On Murthy and her business interests, Sunak reports her ownership of Catamaran Ventures, a “venture capital company”. No mention of the couple’s property interests, either, which include their homes in the UK as well as a property in Santa Monica, Los Angeles. Publication is awaited, as is the delayed list of honours bestowed by Johnson following his departure from No 10.
Tim Shipman, Sunday Times chief political commentator, was in his day a major cheerleader for Brexit. Now, he would appear to have recanted, but not without bringing down upon himself the wrath of the Tory hard right. Looking back over the past year, he managed to commit the ultimate blasphemy for the Brextremists in a single sentence.

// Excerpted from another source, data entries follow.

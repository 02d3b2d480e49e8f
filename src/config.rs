use std::path::Path;

use serde::{Deserialize, Serialize};

use crate::progress::UnlockRule;

#[derive(Debug, Clone, Default, Serialize, Deserialize)]
pub struct Config {
    #[serde(default)]
    pub unlock_rule: UnlockRule,
    pub assistant: Option<AssistantConfig>,
}

/// Credentials for the completion API. Absent means the assistant endpoints
/// answer with "assistant unavailable" instead of calling out.
#[derive(Debug, Clone, Serialize, Deserialize)]
pub struct AssistantConfig {
    pub api_key: String,
    pub base_url: Option<String>,
    pub model: String,
}

impl Config {
    pub fn load(path: impl AsRef<Path>) -> anyhow::Result<Self> {
        let content = std::fs::read_to_string(path)?;
        Ok(toml::from_str(&content)?)
    }
}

“Just as Brexit was the consequence of the actions of just a few people – David Cameron, Boris Johnson, Michael Gove, Dominic Cummings, Nigel Farage and Jeremy Corbyn, so 2022 is a story where men and women searching for greatness, and falling painfully short, shaped the biographies of the rest of us,” he wrote.
Richard North, the former Telegraph man, was quick to see red, if not blue. “This is the vapid, London-centric clever-dick view that needs a framework of personalities to make sense of his narrow world, casting a stain on political reporting that renders it less valuable than a Beano comic,” North harrumphed. “Shipman cannot conceive of actions and activities unfolding without them being guided and shaped by media-recognised ‘stars’ who populate the soap-opera version of events that they present in lieu of reality.”
North’s contention that Brexit was always a people’s movement is undermined by the fact that the latest polls show the people are no longer behind it. The sad fact is it always was about personalities. Without Cameron’s weakness and Johnson’s opportunism and lies, it would never have happened.